Again, apologies - posting from the safety of January 4th. And now that I come to think of it, I watched both of these movies after New Year, so it should be impossible for me to make comments about them on the date this post was made. That my friends, is either me being psychic, time travel or... blog magic. I'll let you decide which.
Juno was wonderful - funny and touching and better than I expected. The plot was interesting, the characters were just... implausibly likable and the dialogue (which I'd heard so much about) was playful and witty without being smug. I mean, it was smug at times, but it was meant to be smug within the banterous little universe they'd created there. It's not perfect by any means but I really liked it, and it had the best performance I've seen Michael Cera give yet. I mean, come on, I'm willing to be proven wrong here but so far in his burgeoning career Michael Cera seems to be a terrible actor. He gives exactly the same super-geeky performance in everything I've seen him in, and while that generally works and I like it well enough, it's only because the film makers are crafting the parts specifically for him. In Nick and Nora's Infinite Playlist he was really fucking pushing it, playing the kind of romantic lead where the relationship - cute though it was - didn't ring true for me. I'm kind of worried about him in the upcoming Scott Pilgrim adaptation, because everything else about that seems utterly awesome.
Enough about Michael Cera. Juno was really good and the worst thing about it is the smugly twee faux indie films that have probably been green-lit because of it.
I liked Inglourious Basterds too, having finally had a chance to watch it, but I'm fairly bemused at the praise it has recieved. I mean, I liked it because it was a kind of demented pop-culture mash up - just Tarantino watching a bunch of second world war movies and thinking - man I'd love to make something like this, with Jews hiding from the Nazis and commandos in the French countryside and the tension of The Great Escape and the camaraderie and like... something to do with The Dirty Dozen... And then he just mixed all that up and slapped it together into a series of tight, very Tarantino-esque scenes and the whole thing is really kind of fun if you like Tarantino's directorial voice.

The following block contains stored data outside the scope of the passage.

use std::fmt;
use serde::{
	de::{self, MapAccess, Visitor},
	ser::SerializeMap,
	Deserialize, Deserializer, Serialize, Serializer,
};

use super::error::*;

/// Splits a path into its segments. Both `/` and `\` separate segments, empty and `.` segments are dropped
/// and `..` pops the previous segment without ever escaping the root.
pub(crate) fn split_path(path: &str) -> Vec<&str> {
	path.split(['/', '\\'])
		.filter(|segment| !segment.is_empty() && *segment != ".")
		.fold(Vec::new(), |mut segments, segment| {
			if segment == ".." {
				segments.pop();
			} else {
				segments.push(segment);
			}
			segments
		})
}

/// Normalizes a path into its `/` separated form, relative to the root
pub fn normalize_path(path: &str) -> String {
	split_path(path).join("/")
}

/// Whether `name` can name a single entry: not empty, not `.` or `..`, and free of separators
pub(crate) fn is_valid_name(name: &str) -> bool {
	!matches!(name, "" | "." | "..") && !name.contains(['/', '\\'])
}

/// The children of a directory, kept in insertion order
#[derive(Debug, Clone, Default, PartialEq)]
pub struct Entries(Vec<(String, Node)>);

impl Entries {
	/// Creates an empty set of entries
	pub fn new() -> Entries {
		Entries(Vec::new())
	}

	/// Fetch a child by name
	pub fn get(&self, name: &str) -> Option<&Node> {
		self.0.iter().find(|(n, _)| n == name).map(|(_, node)| node)
	}

	pub(crate) fn get_mut(&mut self, name: &str) -> Option<&mut Node> {
		self.0.iter_mut().find(|(n, _)| n == name).map(|(_, node)| node)
	}

	/// Whether a child with the given name exists
	pub fn contains(&self, name: &str) -> bool {
		self.get(name).is_some()
	}

	/// Appends a child, returning it back if the name is already taken
	pub(crate) fn insert(&mut self, name: &str, node: Node) -> Result<(), Node> {
		if self.contains(name) {
			return Err(node);
		}

		self.0.push((name.to_string(), node));
		Ok(())
	}

	pub(crate) fn remove(&mut self, name: &str) -> Option<Node> {
		let idx = self.0.iter().position(|(n, _)| n == name)?;
		Some(self.0.remove(idx).1)
	}

	pub(crate) fn clear(&mut self) {
		self.0.clear()
	}

	/// Child names, in insertion order
	pub fn names(&self) -> impl Iterator<Item = &str> {
		self.0.iter().map(|(name, _)| name.as_str())
	}

	/// Iterate over `(name, node)` pairs, in insertion order
	pub fn iter(&self) -> impl Iterator<Item = (&str, &Node)> {
		self.0.iter().map(|(name, node)| (name.as_str(), node))
	}

	/// Number of children
	pub fn len(&self) -> usize {
		self.0.len()
	}

	/// Whether there are no children
	pub fn is_empty(&self) -> bool {
		self.0.is_empty()
	}
}

impl Serialize for Entries {
	fn serialize<S: Serializer>(&self, serializer: S) -> Result<S::Ok, S::Error> {
		let mut map = serializer.serialize_map(Some(self.0.len()))?;
		for (name, node) in &self.0 {
			map.serialize_entry(name, node)?;
		}
		map.end()
	}
}

struct EntriesVisitor;

impl<'de> Visitor<'de> for EntriesVisitor {
	type Value = Entries;

	fn expecting(&self, f: &mut fmt::Formatter) -> fmt::Result {
		f.write_str("a map of entry names to entries")
	}

	fn visit_map<A: MapAccess<'de>>(self, mut access: A) -> Result<Entries, A::Error> {
		let mut entries = Entries(Vec::with_capacity(access.size_hint().unwrap_or(0)));

		while let Some((name, node)) = access.next_entry::<String, Node>()? {
			if !is_valid_name(&name) {
				return Err(de::Error::custom(format!("invalid entry name: {:?}", name)));
			}

			if entries.insert(&name, node).is_err() {
				return Err(de::Error::custom(format!("duplicate entry: {}", name)));
			}
		}

		Ok(entries)
	}
}

impl<'de> Deserialize<'de> for Entries {
	fn deserialize<D: Deserializer<'de>>(deserializer: D) -> Result<Entries, D::Error> {
		deserializer.deserialize_map(EntriesVisitor)
	}
}

/// A directory, holding its children
#[derive(Debug, Clone, Default, PartialEq, Serialize, Deserialize)]
pub struct Directory {
	/// Child entries, keyed by name
	pub files: Entries,
}

/// A regular file, stored either inside the data section or loose beside the archive
#[derive(Debug, Clone, Default, PartialEq, Serialize)]
pub struct FileEntry {
	/// Size of the file in bytes
	pub size: u32,
	/// Location of the file's bytes, relative to the start of the data section. `None` for unpacked files
	#[serde(with = "offset_string", skip_serializing_if = "Option::is_none")]
	pub offset: Option<u64>,
	/// Stored in the sibling `.unpacked` directory instead of the data section
	#[serde(skip_serializing_if = "is_false")]
	pub unpacked: bool,
	/// Had its executable bit (or `.exe` extension) set when packed
	#[serde(skip_serializing_if = "is_false")]
	pub executable: bool,
}

/// A symbolic link, the target is a `/` separated path relative to the archive root
#[derive(Debug, Clone, PartialEq, Serialize, Deserialize)]
pub struct Link {
	/// Link target, relative to the archive root
	pub link: String,
}

#[inline(always)]
fn is_false(value: &bool) -> bool {
	!*value
}

// Offsets are written as decimal strings, since JSON numbers can't carry a full u64
mod offset_string {
	use serde::Serializer;

	pub(super) fn serialize<S: Serializer>(offset: &Option<u64>, serializer: S) -> Result<S::Ok, S::Error> {
		match offset {
			Some(offset) => serializer.serialize_str(&offset.to_string()),
			None => serializer.serialize_none(),
		}
	}
}

/// A node in a [`PathTree`]
#[derive(Debug, Clone, PartialEq, Deserialize)]
#[serde(try_from = "RawNode")]
pub enum Node {
	/// A directory with children
	Directory(Directory),
	/// A regular file
	File(FileEntry),
	/// A symbolic link
	Link(Link),
}

impl Node {
	/// Creates an empty directory node
	pub fn directory() -> Node {
		Node::Directory(Directory::default())
	}

	/// Whether this node is a directory
	pub fn is_dir(&self) -> bool {
		matches!(self, Node::Directory(_))
	}

	/// The children of this node, only directories have any
	pub fn children(&self) -> Option<&Entries> {
		match self {
			Node::Directory(dir) => Some(&dir.files),
			_ => None,
		}
	}

	pub(crate) fn children_mut(&mut self) -> Option<&mut Entries> {
		match self {
			Node::Directory(dir) => Some(&mut dir.files),
			_ => None,
		}
	}

	/// The file entry behind this node, if it is a file
	pub fn as_file(&self) -> Option<&FileEntry> {
		match self {
			Node::File(file) => Some(file),
			_ => None,
		}
	}

	/// The link behind this node, if it is a symlink
	pub fn as_link(&self) -> Option<&Link> {
		match self {
			Node::Link(link) => Some(link),
			_ => None,
		}
	}
}

impl Serialize for Node {
	fn serialize<S: Serializer>(&self, serializer: S) -> Result<S::Ok, S::Error> {
		match self {
			Node::Directory(dir) => dir.serialize(serializer),
			Node::File(file) => file.serialize(serializer),
			Node::Link(link) => link.serialize(serializer),
		}
	}
}

#[derive(Deserialize)]
#[serde(untagged)]
enum RawOffset {
	Text(String),
	Number(u64),
}

// Every member a node may carry, classified into a [`Node`] once parsed. Unknown members are ignored
#[derive(Deserialize)]
struct RawNode {
	files: Option<Entries>,
	size: Option<u32>,
	offset: Option<RawOffset>,
	unpacked: Option<bool>,
	executable: Option<bool>,
	link: Option<String>,
}

impl TryFrom<RawNode> for Node {
	type Error = String;

	fn try_from(raw: RawNode) -> Result<Node, String> {
		if let Some(files) = raw.files {
			return Ok(Node::Directory(Directory { files }));
		}

		if let Some(link) = raw.link {
			return Ok(Node::Link(Link { link }));
		}

		let size = raw.size.ok_or("entry is neither a directory, a file nor a link")?;
		let unpacked = raw.unpacked.unwrap_or(false);

		let offset = match raw.offset {
			Some(RawOffset::Text(text)) => Some(text.parse::<u64>().map_err(|err| format!("invalid offset {:?}: {}", text, err))?),
			Some(RawOffset::Number(number)) => Some(number),
			None => None,
		};

		if offset.is_none() && !unpacked {
			return Err("packed file entry is missing its offset".to_string());
		}

		Ok(Node::File(FileEntry {
			size,
			offset: if unpacked { None } else { offset },
			unpacked,
			executable: raw.executable.unwrap_or(false),
		}))
	}
}

#[derive(Serialize)]
struct HeaderRef<'a> {
	files: &'a Entries,
}

#[derive(Deserialize)]
struct HeaderOwned {
	files: Entries,
}

/// The hierarchy of directories, files and links stored in an archive. The root is always a directory.
#[derive(Debug, Clone, PartialEq)]
pub struct PathTree {
	root: Node,
}

impl Default for PathTree {
	fn default() -> PathTree {
		PathTree::new()
	}
}

impl PathTree {
	/// Creates a tree with an empty root directory
	pub fn new() -> PathTree {
		PathTree { root: Node::directory() }
	}

	/// Creates a tree from the children of the root directory
	pub fn from_entries(files: Entries) -> PathTree {
		PathTree {
			root: Node::Directory(Directory { files }),
		}
	}

	/// The root directory node
	pub fn root(&self) -> &Node {
		&self.root
	}

	/// The children of the root directory
	pub fn entries(&self) -> &Entries {
		static EMPTY: Entries = Entries(Vec::new());
		self.root.children().unwrap_or(&EMPTY)
	}

	/// Inserts `node` at `path`, creating intermediate directories as needed
	pub fn insert(&mut self, path: &str, node: Node) -> InternalResult {
		if path.is_empty() {
			return Err(InternalError::InvalidPath("Cannot insert empty path.".to_string()));
		}

		let segments = split_path(path);
		let Some((basename, parents)) = segments.split_last() else {
			return Err(InternalError::InvalidPath("Cannot insert root path.".to_string()));
		};

		let Some(mut cursor) = self.root.children_mut() else {
			return Err(InternalError::InvalidHeader("Root is not a directory.".to_string()));
		};

		for segment in parents {
			if !cursor.contains(segment) {
				let _ = cursor.insert(segment, Node::directory());
			}

			cursor = match cursor.get_mut(segment).and_then(Node::children_mut) {
				Some(children) => children,
				None => return Err(InternalError::InvalidPath(format!("Invalid path: {}", segments.join("/")))),
			};
		}

		cursor
			.insert(basename, node)
			.map_err(|_| InternalError::InvalidPath(format!("Existing path: {}", segments.join("/"))))
	}

	/// Removes the node at `path`. Removing the root clears the tree, missing paths are ignored
	pub fn remove(&mut self, path: &str) {
		let segments = split_path(path);
		let Some(mut cursor) = self.root.children_mut() else {
			return;
		};

		let Some((basename, parents)) = segments.split_last() else {
			cursor.clear();
			return;
		};

		for segment in parents {
			cursor = match cursor.get_mut(segment).and_then(Node::children_mut) {
				Some(children) => children,
				None => return,
			};
		}

		cursor.remove(basename);
	}

	/// Looks up the node at `path`. An empty path, `.` or `/` resolve to the root
	pub fn lookup(&self, path: &str) -> Option<&Node> {
		let mut node = &self.root;

		for segment in split_path(path) {
			node = node.children()?.get(segment)?;
		}

		Some(node)
	}

	/// Whether a node exists at `path`
	pub fn exists(&self, path: &str) -> bool {
		self.lookup(path).is_some()
	}

	/// Names of the children of the directory at `path`
	pub fn list_children(&self, path: &str) -> InternalResult<Vec<String>> {
		let node = self
			.lookup(path)
			.ok_or_else(|| InternalError::InvalidPath(format!("No such directory: {}", path)))?;

		match node.children() {
			Some(children) => Ok(children.names().map(str::to_string).collect()),
			None => Err(InternalError::NotDirectory(path.to_string())),
		}
	}

	/// Every path in the tree in pre-order, root excluded
	pub fn walk(&self) -> Vec<String> {
		fn visit(entries: &Entries, prefix: &str, paths: &mut Vec<String>) {
			for (name, node) in entries.iter() {
				let path = if prefix.is_empty() {
					name.to_string()
				} else {
					format!("{}/{}", prefix, name)
				};

				paths.push(path.clone());

				if let Some(children) = node.children() {
					visit(children, &path, paths);
				}
			}
		}

		let mut paths = Vec::new();
		visit(self.entries(), "", &mut paths);
		paths
	}

	/// Renders the tree as header JSON: `{"files":{...}}`, optionally pretty-printed
	pub fn to_json(&self, pretty: bool) -> InternalResult<String> {
		let header = HeaderRef { files: self.entries() };

		let json = if pretty {
			serde_json::to_string_pretty(&header)?
		} else {
			serde_json::to_string(&header)?
		};

		Ok(json)
	}

	/// Renders the tree as compact header JSON bytes
	pub fn serialize(&self) -> InternalResult<Vec<u8>> {
		Ok(self.to_json(false)?.into_bytes())
	}

	/// Parses header JSON. The top level must be an object holding exactly one `files` member
	pub fn deserialize(bytes: &[u8]) -> InternalResult<PathTree> {
		let value: serde_json::Value = serde_json::from_slice(bytes)?;

		let valid = match value.as_object() {
			Some(object) => object.len() == 1 && object.contains_key("files"),
			None => false,
		};

		if !valid {
			return Err(InternalError::InvalidHeader("Invalid header.".to_string()));
		}

		let header: HeaderOwned = serde_json::from_value(value)?;
		Ok(PathTree::from_entries(header.files))
	}
}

But by any kind of objective standards that I can think of, it's a terrible fucking movie.
I mean none of the characters were believable, likeable or interesting in anyway. They were mostly annoying in pretty deliberate, entertaining ways, but that doesn't really count. One would think that a lot of the drama of WW2 movies is symbiotic with the idea that the people are in real danger within... well, within World War Two. Inglourious Basterds is famously cavalier with historical facts, and I have no problem with that, but it just makes the slow boiling tension that Tarantino is trying to capture in most of the scenes seem cheap and pointless. The characters are cartoons, the setting is a cartoon... there's no reason to care about anything so it all becomes really uninvolving.
And even more absurdly by the time the finale has come around the ending is so clearly signposted that there's no tension at all! It's just a kind of Nazi bashing free-for-all which... y'know, is fine. But I didn't really like any of the heroes, and I didn't really feel like those Nazis were real Nazis so much as random baddies dressed up in Nazi uniforms, so I turned off completely.

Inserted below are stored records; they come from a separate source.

// Globally available exports
pub mod error;
pub mod record;
pub mod tree;
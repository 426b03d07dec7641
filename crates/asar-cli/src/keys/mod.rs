use clap::Arg;
use std::collections::HashMap;

pub mod key_names {
	pub(crate) const VERBOSE: &str = "VERBOSE";

	pub(crate) const SOURCE: &str = "SOURCE";
	pub(crate) const TARGET: &str = "TARGET";
	pub(crate) const ARCHIVE: &str = "ARCHIVE";
	pub(crate) const DEST: &str = "DEST";
	pub(crate) const ENTRY: &str = "ENTRY";

	pub(crate) const PATH: &str = "PATH";
	pub(crate) const OUTPUT: &str = "OUTPUT";
	pub(crate) const UNPACK: &str = "UNPACK";

	pub(crate) const TABLE: &str = "TABLE";
	pub(crate) const PRETTY: &str = "PRETTY";
}

pub fn build_keys<'a>() -> HashMap<&'static str, Arg<'a>> {
	/* please only use this function once during the lifecycle of the program */
	let mut map = HashMap::with_capacity(12);

	/* The various keys usable in the CLI */
	// Raise the log level to debug
	map.insert(
		key_names::VERBOSE,
		Arg::new(key_names::VERBOSE)
			.short('v')
			.long("verbose")
			.help("Print debug output, overrides RUST_LOG")
			.global(true)
			.required(false)
			.takes_value(false),
	);

	// The directory to be packed
	map.insert(
		key_names::SOURCE,
		Arg::new(key_names::SOURCE)
			.value_name("DIR")
			.help("The directory to pack")
			.index(1)
			.required(true)
			.takes_value(true),
	);

	// Where the packed archive is written
	map.insert(
		key_names::TARGET,
		Arg::new(key_names::TARGET)
			.value_name(key_names::OUTPUT)
			.help("Where to write the archive, unpacked files land in <OUTPUT>.unpacked")
			.index(2)
			.required(true)
			.takes_value(true),
	);

	// An archive to be read
	map.insert(
		key_names::ARCHIVE,
		Arg::new(key_names::ARCHIVE)
			.value_name(key_names::ARCHIVE)
			.help("Path to the archive")
			.index(1)
			.required(true)
			.takes_value(true),
	);

	// The directory to extract into
	map.insert(
		key_names::DEST,
		Arg::new(key_names::DEST)
			.value_name(key_names::DEST)
			.help("The directory to extract into, created if missing")
			.index(2)
			.required(true)
			.takes_value(true),
	);

	// A single file inside the archive
	map.insert(
		key_names::ENTRY,
		Arg::new(key_names::ENTRY)
			.value_name(key_names::PATH)
			.help("Path of the file inside the archive")
			.index(2)
			.required(true)
			.takes_value(true),
	);

	// Limits extraction to a single path
	map.insert(
		key_names::PATH,
		Arg::new(key_names::PATH)
			.short('p')
			.long("path")
			.value_name(key_names::PATH)
			.help("Only extract this path from the archive, it lands as <DEST>/<basename of PATH>")
			.required(false)
			.takes_value(true)
			.number_of_values(1),
	);

	// A general output target
	map.insert(
		key_names::OUTPUT,
		Arg::new(key_names::OUTPUT)
			.short('o')
			.long("output")
			.value_name("FILE")
			.help("Write to this file instead of stdout")
			.required(false)
			.takes_value(true)
			.number_of_values(1),
	);

	// Files matching this pattern are left out of the archive
	map.insert(
		key_names::UNPACK,
		Arg::new(key_names::UNPACK)
			.short('u')
			.long("unpack")
			.value_name("REGEX")
			.help("Leave files whose path, relative to <DIR>, fully matches this regex out of the archive")
			.required(false)
			.takes_value(true)
			.number_of_values(1),
	);

	// Tabulated listing
	map.insert(
		key_names::TABLE,
		Arg::new(key_names::TABLE)
			.short('t')
			.long("table")
			.help("Print a table of every entry and its metadata, instead of plain paths")
			.required(false)
			.takes_value(false),
	);

	// Indent the header
	map.insert(
		key_names::PRETTY,
		Arg::new(key_names::PRETTY)
			.long("pretty")
			.help("Pretty-print the header")
			.required(false)
			.takes_value(false),
	);

	map
}
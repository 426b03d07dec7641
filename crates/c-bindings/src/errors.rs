use std::os::raw;
use asar::prelude::{ErrorKind, InternalError};

/// The call succeeded
pub const E_OK: raw::c_int = ErrorKind::Ok as raw::c_int;
/// Unknown error, also reported when a required parameter was NULL
pub const E_UNKNOWN: raw::c_int = ErrorKind::Unknown as raw::c_int;
/// The header did not hold exactly one `files` member
pub const E_INVALID_HEADER: raw::c_int = ErrorKind::InvalidHeader as raw::c_int;
/// Bad path, not valid UTF8, or the wrong kind of node for the operation
pub const E_INVALID_PATH: raw::c_int = ErrorKind::InvalidPath as raw::c_int;
/// The archive is corrupt or truncated
pub const E_INVALID_ASAR: raw::c_int = ErrorKind::InvalidAsar as raw::c_int;
/// Not a directory
pub const E_NOT_DIR: raw::c_int = ErrorKind::NotDirectory as raw::c_int;
/// No such file or directory
pub const E_NOT_EXISTS: raw::c_int = ErrorKind::NotExists as raw::c_int;
/// Not a file
pub const E_NOT_FILE: raw::c_int = ErrorKind::NotFile as raw::c_int;
/// A filesystem operation failed
pub const E_FILE_ERROR: raw::c_int = ErrorKind::FileError as raw::c_int;

pub(crate) fn set(error_p: *mut raw::c_int, code: raw::c_int) {
	if let Some(error) = unsafe { error_p.as_mut() } {
		*error = code;
	}
}

pub(crate) fn v_error_to_id<T>(error_p: *mut raw::c_int, error: InternalError) -> *mut T {
	set(error_p, error.kind().code());
	std::ptr::null_mut()
}

pub(crate) fn report<T>(error_p: *mut raw::c_int, code: raw::c_int) -> *mut T {
	set(error_p, code);
	std::ptr::null_mut()
}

The movie is divided into a small number of long scenes that act like mini-plays for Tarantino to basically play around with war-movie tropes. They're each kind of fun, but they make the whole thing seem very stilted and they sap any momentum the movie might have as a whole. Again, I'm sure the structure and its pros and cons were very deliberate choices that the director made, but... it really kinda sucks.
The one thing that I was technically impressed with was the way in which Tarantino moved the plot along. He used the stilted, extended-scene structure and in every scene gave you exactly what you needed to know to get to the next 'vignette', cutting away all the exposition inbetween. That - paring it down to just the long, tension building scenes that he obviously wanted to get cracking on - was a really nice way of telling the story. It's just that the tension seemed to be pointless since I didn't care about any of the characters, the whole thing seemed utterly contrived and it certainly never seemed to bear much resemblence to the actual historical conflict.
Also the music was interesting but terribly used. Really awfully used.
And despite all that griping I still liked it, but mostly because I like car-crash art, and entertaining, interestingly-bad art and there were plenty of bits that I just plain loved. All the typefaces and text throughout, the main bad guy, Mike Myers (why?), the Bowie track - all awesome. But the movie? Appalling.
I recommend it.
What can I say about this? I was a little burned out over Christmas and New Year? I wasn't really, I just wasn't really in the mood to blog. These posts then, all from January 4th with small notes of apology attached to each one. And with reference to that please read the post dated December 31st! I'm going to be blurring the laws of time on these few post-Christmas / pre-New Years posts so events might not occur in order. I'm also padding a little with some book, comic and movies stuff. Just so's you know. Today = Comics.
The Goon
#33, no dialogue just pictoral thought bubbles. Eric Powell is a bleedin' genius.
Someone should give him a big gold medal or something. Maybe just a lot of money. Whatever makes him happy. Then again he already has his own Girl's Roller Derby team - what else could a man want?
Ah yes, just to bring you down from Christmas with a bump, a quick post about a notoriously depressing masterpiece:
In fact I found Cormac McCarthy's The Road
(coming soon with extra Mortensen to a cinema near you!) to be not nearly as depressing as I'd feared. The story is bleak for sure, but it's so beautifully written as to be almost uplifting. It's a wonderful book and I would certainly recommend it to anyone who can avoid getting hung up on the apocalyptic nihilism of the story.